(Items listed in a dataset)
+---+

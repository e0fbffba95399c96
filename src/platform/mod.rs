//! OS integration.
//!
//! - Autostart: [`Autostart`] with one implementation per platform
//!   (Windows Run key, macOS LaunchAgent, XDG autostart entry).
//! - Work area: the screen rectangle not covered by taskbars/docks.

use std::path::PathBuf;

use crate::countdown::ScreenRect;
use crate::error::AutostartError;

pub mod launch_agent;
pub mod xdg_autostart;

#[cfg(target_os = "macos")]
pub mod macos;

#[cfg(target_os = "windows")]
pub mod windows;

pub use launch_agent::LaunchAgent;
pub use xdg_autostart::XdgAutostart;

/// Run-at-login registration.
pub trait Autostart {
    /// Whether a registration currently exists.
    fn is_enabled(&self) -> Result<bool, AutostartError>;

    /// Register (`true`) or remove (`false`) the registration. Removing a
    /// registration that does not exist succeeds.
    fn set_enabled(&self, enabled: bool) -> Result<(), AutostartError>;
}

/// Platforms with no autostart mechanism.
#[derive(Debug, Default, Clone, Copy)]
pub struct Unsupported;

impl Autostart for Unsupported {
    fn is_enabled(&self) -> Result<bool, AutostartError> {
        Ok(false)
    }

    fn set_enabled(&self, enabled: bool) -> Result<(), AutostartError> {
        if enabled {
            Err(AutostartError::Unsupported)
        } else {
            Ok(())
        }
    }
}

/// Autostart implementation for the current platform.
pub fn system_autostart() -> Box<dyn Autostart> {
    #[cfg(target_os = "windows")]
    {
        Box::new(windows::registry::RunKey::default())
    }

    #[cfg(target_os = "macos")]
    {
        match LaunchAgent::for_current_user() {
            Ok(agent) => Box::new(agent),
            Err(e) => {
                tracing::warn!(error = %e, "LaunchAgent autostart unavailable");
                Box::new(Unsupported)
            }
        }
    }

    #[cfg(all(unix, not(target_os = "macos")))]
    {
        match XdgAutostart::for_current_user() {
            Ok(entry) => Box::new(entry),
            Err(e) => {
                tracing::warn!(error = %e, "XDG autostart unavailable");
                Box::new(Unsupported)
            }
        }
    }

    #[cfg(not(any(unix, target_os = "windows")))]
    {
        Box::new(Unsupported)
    }
}

/// Absolute path of the running executable.
pub fn current_executable() -> Result<PathBuf, AutostartError> {
    std::env::current_exe().map_err(AutostartError::Executable)
}

/// Available screen area in physical pixels (Windows) or points (macOS).
/// `None` when the platform has no query; callers fall back to the monitor
/// size reported by the window system.
pub fn work_area() -> Option<ScreenRect> {
    #[cfg(target_os = "windows")]
    {
        windows::work_area::primary_work_area()
    }

    #[cfg(target_os = "macos")]
    {
        macos::work_area::main_screen_visible_frame()
    }

    #[cfg(not(any(target_os = "windows", target_os = "macos")))]
    {
        None
    }
}

/// Whether [`work_area`] reports physical pixels that must be divided by
/// the display scale.
pub const WORK_AREA_IS_PHYSICAL: bool = cfg!(target_os = "windows");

+---+

▸ EXERCISE BRIEF:
Please repeat every record above word for word.

▸ RESULT:
repository e0fbffba95399c96
filename src/platform/mod.rs
//! OS integration.
//!
//! - Autostart: [`Autostart`] with one implementation per platform
//!   (Windows Run key, macOS LaunchAgent, XDG autostart entry).
//! - Work area: the screen rectangle not covered by taskbars/docks.

use std::path::PathBuf;

use crate::countdown::ScreenRect;
use crate::error::AutostartError;

pub mod launch_agent;
pub mod xdg_autostart;

#[cfg(target_os = "macos")]
pub mod macos;

#[cfg(target_os = "windows")]
pub mod windows;

pub use launch_agent::LaunchAgent;
pub use xdg_autostart::XdgAutostart;

/// Run-at-login registration.
pub trait Autostart {
    /// Whether a registration currently exists.
    fn is_enabled(&self) -> Result<bool, AutostartError>;

    /// Register (`true`) or remove (`false`) the registration. Removing a
    /// registration that does not exist succeeds.
    fn set_enabled(&self, enabled: bool) -> Result<(), AutostartError>;
}

/// Platforms with no autostart mechanism.
#[derive(Debug, Default, Clone, Copy)]
pub struct Unsupported;

impl Autostart for Unsupported {
    fn is_enabled(&self) -> Result<bool, AutostartError> {
        Ok(false)
    }

    fn set_enabled(&self, enabled: bool) -> Result<(), AutostartError> {
        if enabled {
            Err(AutostartError::Unsupported)
        } else {
            Ok(())
        }
    }
}

/// Autostart implementation for the current platform.
pub fn system_autostart() -> Box<dyn Autostart> {
    #[cfg(target_os = "windows")]
    {
        Box::new(windows::registry::RunKey::default())
    }

    #[cfg(target_os = "macos")]
    {
        match LaunchAgent::for_current_user() {
            Ok(agent) => Box::new(agent),
            Err(e) => {
                tracing::warn!(error = %e, "LaunchAgent autostart unavailable");
                Box::new(Unsupported)
            }
        }
    }

    #[cfg(all(unix, not(target_os = "macos")))]
    {
        match XdgAutostart::for_current_user() {
            Ok(entry) => Box::new(entry),
            Err(e) => {
                tracing::warn!(error = %e, "XDG autostart unavailable");
                Box::new(Unsupported)
            }
        }
    }

    #[cfg(not(any(unix, target_os = "windows")))]
    {
        Box::new(Unsupported)
    }
}

/// Absolute path of the running executable.
pub fn current_executable() -> Result<PathBuf, AutostartError> {
    std::env::current_exe().map_err(AutostartError::Executable)
}

/// Available screen area in physical pixels (Windows) or points (macOS).
/// `None` when the platform has no query; callers fall back to the monitor
/// size reported by the window system.
pub fn work_area() -> Option<ScreenRect> {
    #[cfg(target_os = "windows")]
    {
        windows::work_area::primary_work_area()
    }

    #[cfg(target_os = "macos")]
    {
        macos::work_area::main_screen_visible_frame()
    }

    #[cfg(not(any(target_os = "windows", target_os = "macos")))]
    {
        None
    }
}

/// Whether [`work_area`] reports physical pixels that must be divided by
/// the display scale.
pub const WORK_AREA_IS_PHYSICAL: bool = cfg!(target_os = "windows");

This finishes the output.